Avança projeto de Kátia Abreu que combate fraudes em fundos de pensão de servidores

Medida visa a proteger recursos aplicados e a punir gestores responsáveis por infrações

Avança projeto de Kátia Abreu que combate fraudes em fundos de pensão de servidores
ECONOMIA 0 Comentário(s) 13/12/2018

A Comissão de Assuntos Econômicos (CAE) do Senado aprovou um projeto de lei da senadora Kátia Abreu que garante maior segurança aos fundos de previdência complementar de servidores públicos, protegendo os recursos aplicados contra fraudes e práticas irresponsáveis.

O PLS 411/2014 - que agora segue para análise da Comissão de Constituição e Justiça do Senado - estabelece regras mais rígidas para as aplicações financeiras feitas por fundos, restringindo-as a bancos confiáveis, e pune gestores por práticas fraudulentas.

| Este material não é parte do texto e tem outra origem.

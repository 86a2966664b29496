use log::{debug, log_enabled, trace, warn, Level};

use crate::decode::NameDecoder;
use crate::model::{is_within, ContentNode, SiteContext};
use crate::normalize::normalize;
use crate::store::ContentStore;

/// Resolves friendly request paths to content nodes by walking the tree one
/// segment at a time.
pub struct PathResolver<'a> {
    store: &'a dyn ContentStore,
    decoder: &'a dyn NameDecoder,
}

impl<'a> PathResolver<'a> {
    pub fn new(store: &'a dyn ContentStore, decoder: &'a dyn NameDecoder) -> Self {
        Self { store, decoder }
    }

    /// Find the node addressed by `request_path`, a tree path below the
    /// site's root.
    ///
    /// Every segment has to match a child of the node reached so far;
    /// partial matches resolve to nothing.
    pub fn resolve(&self, request_path: &str, site: &SiteContext) -> Option<ContentNode> {
        let root_path = site.root_path.trim_end_matches('/');
        if site.root_path.is_empty() || !is_within(request_path, root_path) {
            debug!("{} is not below site root {:?}", request_path, site.root_path);
            return None;
        }

        let relative = &request_path[root_path.len()..];
        let mut resolved_path = site.root_path.clone();

        for segment in relative.split('/').filter(|s| !s.trim().is_empty()) {
            let Some(child) = self.find_child(&resolved_path, segment) else {
                debug!("no child of {} matches {:?}", resolved_path, segment);
                return None;
            };
            resolved_path = child.full_path.clone();
        }

        let node = self.store.lookup(&resolved_path).cloned();
        if let Some(node) = &node {
            debug!("resolved {} to {}", request_path, node.full_path);
        }
        node
    }

    /// First child of `parent_path`, in store order, whose normalized name or
    /// display name equals the normalized segment. Later children are only
    /// examined to report ambiguity when warnings are logged.
    fn find_child(&self, parent_path: &str, segment: &str) -> Option<&'a ContentNode> {
        let parent = self.store.lookup(parent_path)?;
        let wanted = normalize(segment, self.decoder);
        trace!("looking for {:?} under {}", wanted, parent_path);

        let children = self.store.children(parent);
        let mut matches = children.into_iter().filter(|child| self.matches(child, &wanted));

        let first = matches.next()?;
        if log_enabled!(Level::Warn) {
            let shadowed: Vec<&str> = matches.map(|child| child.name.as_str()).collect();
            if !shadowed.is_empty() {
                warn!(
                    "segment {:?} under {} matches {:?} and also {:?}; using the first",
                    segment, parent_path, first.name, shadowed
                );
            }
        }

        Some(first)
    }

    fn matches(&self, child: &ContentNode, wanted: &str) -> bool {
        if normalize(&child.name, self.decoder).eq_ignore_ascii_case(wanted) {
            return true;
        }

        child
            .display_name
            .as_deref()
            .filter(|display| !display.is_empty())
            .is_some_and(|display| normalize(display, self.decoder).eq_ignore_ascii_case(wanted))
    }
}

#[cfg(test)]
mod tests {
    use std::sync::atomic::{AtomicUsize, Ordering};

    use super::*;
    use crate::decode::StandardDecoder;
    use crate::store::MemoryStore;

    /// Counts how many names go through normalization
    #[derive(Default)]
    struct CountingDecoder {
        inner: StandardDecoder,
        calls: AtomicUsize,
    }

    impl NameDecoder for CountingDecoder {
        fn decode_entities(&self, input: &str) -> String {
            self.calls.fetch_add(1, Ordering::SeqCst);
            self.inner.decode_entities(input)
        }

        fn decode_store_name(&self, input: &str) -> String {
            self.inner.decode_store_name(input)
        }
    }

    #[test]
    fn test_first_match_stops_the_scan() {
        let store = MemoryStore::from_yaml(
            "web",
            r#"
- name: root
  children:
    - name: Red Widget
    - name: red-widget
    - name: red_widget
"#,
        )
        .unwrap();
        let site = SiteContext {
            name: "main".to_string(),
            host_name: "example.com".to_string(),
            root_path: "/root".to_string(),
            start_path: "/root".to_string(),
            language: None,
        };
        let decoder = CountingDecoder::default();
        let resolver = PathResolver::new(&store, &decoder);

        let node = resolver.resolve("/root/red-widget", &site).unwrap();
        assert_eq!(node.name, "Red Widget");

        // the segment and the first child; no logger is installed in tests
        assert_eq!(decoder.calls.load(Ordering::SeqCst), 2);
    }
}
use percent_encoding::percent_decode_str;
use serde::{Deserialize, Serialize};

/// Decoding applied to raw names before normalization.
pub trait NameDecoder: Send + Sync {
    /// Decode HTML entity escaping (`&amp;`, `&#39;`, ...)
    fn decode_entities(&self, raw: &str) -> String;

    /// Undo the content store's own name escaping
    fn decode_store_name(&self, raw: &str) -> String;
}

/// One `find` -> `replaceWith` pair the content store applies when it encodes
/// node names into URLs.
#[derive(Debug, Clone, PartialEq, Eq, Serialize, Deserialize)]
#[serde(rename_all = "camelCase")]
pub struct NameReplacement {
    pub find: String,
    pub replace_with: String,
}

impl NameReplacement {
    pub fn new(find: impl Into<String>, replace_with: impl Into<String>) -> Self {
        Self {
            find: find.into(),
            replace_with: replace_with.into(),
        }
    }
}

/// Default decoder: HTML entities, percent-escapes and the configured
/// name replacements.
#[derive(Debug, Clone, Default)]
pub struct StandardDecoder {
    replacements: Vec<NameReplacement>,
}

impl StandardDecoder {
    pub fn new(replacements: Vec<NameReplacement>) -> Self {
        Self { replacements }
    }

    /// Apply the replacements in declaration order
    pub fn encode_store_name(&self, name: &str) -> String {
        self.replacements
            .iter()
            .filter(|r| !r.find.is_empty())
            .fold(name.to_string(), |acc, r| acc.replace(&r.find, &r.replace_with))
    }
}

impl NameDecoder for StandardDecoder {
    fn decode_entities(&self, raw: &str) -> String {
        decode_html_entities(raw)
    }

    fn decode_store_name(&self, raw: &str) -> String {
        let decoded = percent_decode(raw);
        self.replacements
            .iter()
            .rev()
            .filter(|r| !r.replace_with.is_empty())
            .fold(decoded, |acc, r| acc.replace(&r.replace_with, &r.find))
    }
}

/// Percent-decode `%XX` escapes. Input that does not decode to UTF-8 is
/// returned unchanged.
pub fn percent_decode(raw: &str) -> String {
    percent_decode_str(raw)
        .decode_utf8()
        .map(|s| s.into_owned())
        .unwrap_or_else(|_| raw.to_string())
}

// Longest entity we try to match, including the `&` and `;`
const MAX_ENTITY_LEN: usize = 12;

/// Decode named and numeric HTML entities. Unknown or malformed entities are
/// kept verbatim.
pub fn decode_html_entities(input: &str) -> String {
    if !input.contains('&') {
        return input.to_string();
    }

    let mut out = String::with_capacity(input.len());
    let mut rest = input;

    while let Some(amp) = rest.find('&') {
        out.push_str(&rest[..amp]);
        rest = &rest[amp..];

        let decoded = rest
            .char_indices()
            .take(MAX_ENTITY_LEN)
            .find(|&(_, c)| c == ';')
            .and_then(|(semi, _)| entity_char(&rest[1..semi]).map(|c| (c, semi)));

        match decoded {
            Some((c, semi)) => {
                out.push(c);
                rest = &rest[semi + 1..];
            }
            None => {
                out.push('&');
                rest = &rest[1..];
            }
        }
    }

    out.push_str(rest);
    out
}

fn entity_char(entity: &str) -> Option<char> {
    if let Some(numeric) = entity.strip_prefix('#') {
        let code = match numeric.strip_prefix(['x', 'X']) {
            Some(hex) => u32::from_str_radix(hex, 16).ok()?,
            None => numeric.parse::<u32>().ok()?,
        };
        return char::from_u32(code);
    }

    match entity {
        "amp" => Some('&'),
        "lt" => Some('<'),
        "gt" => Some('>'),
        "quot" => Some('"'),
        "apos" => Some('\''),
        "nbsp" => Some('\u{a0}'),
        _ => None,
    }
}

Segundo Kátia Abreu, as mudanças são necessárias para impedir que a expectativa de impunidade continue a encorajar o desvio de recursos no Regime Próprio de Previdência Social. Ela lembrou que fundos de pensão frequentemente são alvo de corrupção e rombos milionários, a exemplo do que ocorreu, no Tocantins, com Igeprev e PreviPalmas.

“Os administradores desses fundos não podem atuar de forma irresponsável e fraudulenta, aplicando os recursos de maneira inconsequente ou até mesmo em títulos podres. Precisamos garantir uma melhor gestão e punir aqueles que se apropriam criminosamente de recursos que deveriam garantir a aposentadoria dos servidores”, afirmou Kátia Abreu.

Punição
Conforme a proposta da senadora Kátia Abreu, a pena para os gestores dos fundos que emitirem opinião, estudo, parecer, relatório ou demonstração contábil que estejam em desacordo com as boas práticas ou com a regulamentação será entre 2 e 6 anos de prisão e multa. Podem ser responsabilizados os gestores e conselheiros dos fundos e os seus prestadores de serviço.

Também fica estabelecido que a pena para crimes financeiros em geral pode ser elevada até o seu dobro se esses crimes forem cometidos contra entidades de previdência complementar ou contra o Regime Próprio de Previdência Social (RPPS), responsável pelos servidores públicos.